Bruno Bonnell est tête de liste aux élections régionales en Auvergne Rhône Alpes. Expert du numérique, chef d’entreprise, et aujourd’hui député, il se confie sur ses ambitions pour la région et les projets qu’il souhaite apporter.
Pourriez-vous vous présenter pour nos lecteurs ?
Je m’appelle Bruno Bonnell, j’ai 62 ans, j’ai six enfants. Je suis entrepreneur d’origine puisque j’ai fait pratiquement 40 ans en entreprise, divers et variées, surtout dans le numérique : jeux vidéo, Internet, numérique, télévision avec Game One. Plus récemment, je me suis lancé dans la robotique. Et puis, je suis député de la sixième circonscription du Rhône, donc de Villeurbanne, où j’ai vécu quasiment toute ma vie, parce que je suis Pied-noir d’origine. Lorsque je suis arrivé à Villeurbanne, j’avais 8 ans.
Quel est votre objectif dans ces élections régionales ?
L’objectif est clair, c’est de gagner cette élection. C’est l’objectif, mais pas gagner pour gagner. Selon moi, le poste le plus intéressant et le plus passionnant de la République, pour quelqu’un comme moi, c’est le poste de président de région parce que je ne peux pas prétendre à plus, c’est à dire président de la République française. Je pense que président d’une région, c’est un très beau poste. Alors pourquoi je dis que c’est un très beau poste : c’est à la fois un poste de vision, dans lequel on doit définir une vision. Il y a 9 millions de personnes. C’est un PIB qui est compris entre celui du Portugal et de l’Autriche. Et une vision, ça ne suffit pas. Il faut faire de l’exécution, des actes, et c’est un peu ce que j’ai fait toute ma vie. Chef d’entreprise, c’est ça. Et en y rajoutant une dimension politique et sociale, qui est ma passion depuis quatre ans dans la fonction que j’occupe.
Si vous êtes élu président de la région Auvergne Rhône Alpes, quelle casquette choisirez-vous entre celle de député et celle de président de région ?
J’ai déjà dit que je ne ferais qu’un mandat de député. Je vous le confirme quatre ans après. C’est à dire que moi, dans un an, je ne suis plus député, quoiqu’il arrive. Et si évidemment, je suis élu président de la région, je quitterai immédiatement mes fonctions de député.
On parle d’identité dans certaines régions de France, par exemple la Corse ou la Bretagne, pour ne citer qu’elles. Est-ce que vous pensez qu’il y a cette unité dans la région Auvergne Rhône Alpes ?
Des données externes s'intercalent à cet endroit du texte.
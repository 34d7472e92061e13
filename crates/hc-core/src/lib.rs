//! # hc-core
//!
//! Core types and error types for HealthCore.
//!
//! This crate provides the foundational types shared across all HealthCore crates:
//! - Nutrient reports as submitted by a user
//! - Static receptor catalog records (body systems, receptors, factors)
//! - Computed efficiency results and per-system status
//! - Closed enums for body systems, receptor classes, and efficiency bands
//! - Cross-cutting error types
//! - Response shapes rendered by the CLI

pub mod entities;
pub mod enums;
pub mod errors;
pub mod responses;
Je pense que c’est la grosse faillite de la gouvernance actuelle, ils ont eu la chance incroyable d’avoir organisé la grande région, avec deux ex-régions qui avaient déjà des identités fortes : l’Auvergne, puis Rhône-Alpes. Et ils n’ont absolument pas réussi à constituer ce que j’appelle une identité « Auralpine », qui est d’ailleurs pas du tout en opposition avec la diversité du territoire. Car même à l’intérieur de l’Auvergne ou à l’intérieur de Rhône-Alpes, vous avez des spécificités. Dites à un Cantalou qu’il est la même chose qu’un Bourbonnais, il ne va pas être d’accord, pourtant ils sont tous les deux d’Auvergne. Par contre, constituer une identité alpine, c’est critique dans la compétition européenne, à la fois d’image, pas simplement économique, comme on parle aujourd’hui de province espagnole ou d’un Land allemand, même si on n’a pas administrativement les mêmes choses, puisque les Länder allemands ont plus de liberté, notamment sur le régalien en termes de taille, en termes de poids, en termes d’attractivité. Ils ont une identité.
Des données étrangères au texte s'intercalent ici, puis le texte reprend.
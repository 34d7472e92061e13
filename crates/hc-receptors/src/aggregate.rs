//! Per-system aggregation of receptor results.

use chrono::{DateTime, Utc};
use hc_core::entities::{NutrientReport, ReceptorEfficiencyResult, SystemStatus};
use hc_core::enums::{BodySystem, SystemNote};

use crate::commentary::commentary;

/// Efficiency reported for a system with no contributing receptors.
pub const EMPTY_SYSTEM_EFFICIENCY: f64 = 100.0;

/// Mean efficiency of `results`, or [`EMPTY_SYSTEM_EFFICIENCY`] when empty.
#[must_use]
#[allow(clippy::cast_precision_loss)]
pub fn average_efficiency(results: &[ReceptorEfficiencyResult]) -> f64 {
    if results.is_empty() {
        return EMPTY_SYSTEM_EFFICIENCY;
    }

    let total: f64 = results.iter().map(|r| r.efficiency_percentage).sum();
    total / results.len() as f64
}

/// Build the status of one body system from its receptor results.
///
/// `active_receptors` counts the results supplied, which may be fewer than
/// the receptors the catalog lists for the system.
#[must_use]
pub fn aggregate(
    system: BodySystem,
    results: Vec<ReceptorEfficiencyResult>,
    reports: &[NutrientReport],
    now: DateTime<Utc>,
) -> SystemStatus {
    let efficiency = average_efficiency(&results);

    SystemStatus {
        system,
        efficiency,
        active_receptors: results.len(),
        notes: SystemNote::for_efficiency(efficiency).message().to_string(),
        commentary: commentary(system.as_str(), efficiency, reports),
        receptor_details: results,
        last_updated: now,
    }
}

#[cfg(test)]
mod tests {
    use std::collections::BTreeSet;

    use super::*;
    use hc_core::enums::ReceptorClass;
    use pretty_assertions::assert_eq;

    fn result(efficiency_percentage: f64) -> ReceptorEfficiencyResult {
        ReceptorEfficiencyResult {
            receptor_id: "r".into(),
            receptor_class: ReceptorClass::VitaminD,
            efficiency_percentage,
            limiting_factors: BTreeSet::new(),
            enhancement_factors: BTreeSet::new(),
        }
    }

    #[test]
    fn empty_system_defaults_to_full_efficiency() {
        let status = aggregate(BodySystem::Hepatic, Vec::new(), &[], Utc::now());
        assert_eq!(status.efficiency, 100.0);
        assert_eq!(status.active_receptors, 0);
        assert_eq!(status.notes, SystemNote::Optimal.message());
    }

    #[test]
    fn efficiency_is_arithmetic_mean() {
        let status = aggregate(
            BodySystem::Intestinal,
            vec![result(95.0), result(115.0), result(40.0)],
            &[],
            Utc::now(),
        );
        assert_eq!(status.efficiency, 250.0 / 3.0);
        assert_eq!(status.active_receptors, 3);
        assert_eq!(status.notes, SystemNote::Adequate.message());
    }

    #[test]
    fn band_edges_fall_into_upper_band() {
        let optimal = aggregate(BodySystem::Cellular, vec![result(90.0)], &[], Utc::now());
        assert_eq!(optimal.notes, SystemNote::Optimal.message());

        let adequate = aggregate(BodySystem::Cellular, vec![result(70.0)], &[], Utc::now());
        assert_eq!(adequate.notes, SystemNote::Adequate.message());
    }

    #[test]
    fn enhanced_and_compromised_notes() {
        let enhanced = aggregate(BodySystem::Circulatory, vec![result(120.0)], &[], Utc::now());
        assert_eq!(enhanced.notes, SystemNote::Enhanced.message());

        let compromised = aggregate(BodySystem::Circulatory, vec![result(20.0)], &[], Utc::now());
        assert_eq!(compromised.notes, SystemNote::Compromised.message());
    }

    #[test]
    fn status_keeps_details_and_timestamp() {
        let now = Utc::now();
        let status = aggregate(BodySystem::Intestinal, vec![result(100.0)], &[], now);
        assert_eq!(status.receptor_details, vec![result(100.0)]);
        assert_eq!(status.last_updated, now);
        assert!(!status.commentary.is_empty());
    }
}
Comment construire cette identité ?
On la construit déjà, non pas en mettant des panneaux bleus à l’entrée de chaque territoire, en disant, comme les Romains, j’ai conquis votre commune à coup de subventions, mais au contraire, en expliquant aux communes qu’elles ont intérêt à collaborer en soutenant l’activité intrarégionale. Pas par des quotas, pas d’une forme coercitive, mais par une forme incitative, en invitant tout simplement des gens à visiter leur région, et pas simplement se contenter de gérer le local. C’est l’inverse de diviser pour régner, c’est rassembler pour régner. Pour le moment, la région a une image extérieure qui se résume à ça : le ski, Lyon et puis, pour les Parisiens, qui sont très liés pour des raisons de restaurants, de bars, etc…, il vous parle effectivement de l’Auvergne comme étant une espèce de pays dans lequel il y a des gens sympas et qui voient d’ailleurs une grande majorité dans l’agriculture. Ils font l’impasse totale sur des grandes industries comme Michelin, qui ont créé des révolutions, par exemple. La région est tellement morcelée parce que les identités locales ont percé : la pastille Vichy à Vichy, le thermalisme en Savoie, bien évidemment le ski pour beaucoup de gens qui le pratiquent. Elle est tellement morcelée que, finalement, on se perd un peu. Alors que dans la réalité, c’est une région qui pèse énormément. C’est la cinquième région d’Europe quand même. Ça, je ne l’entends jamais. C’est une région qui a une activité économique avec le nord et le sud de l’Europe. D’une façon incroyable puisque c’est la passe, le fameux hub, qui va de Amsterdam jusqu’à Barcelone. Donc, il y a une désynchronisation entre la réalité de cette région et l’image qu’elle a.
Justement, vous avez fait une vidéo où vous valorisez tous les territoires de la région, votre objectif est de les réunir ?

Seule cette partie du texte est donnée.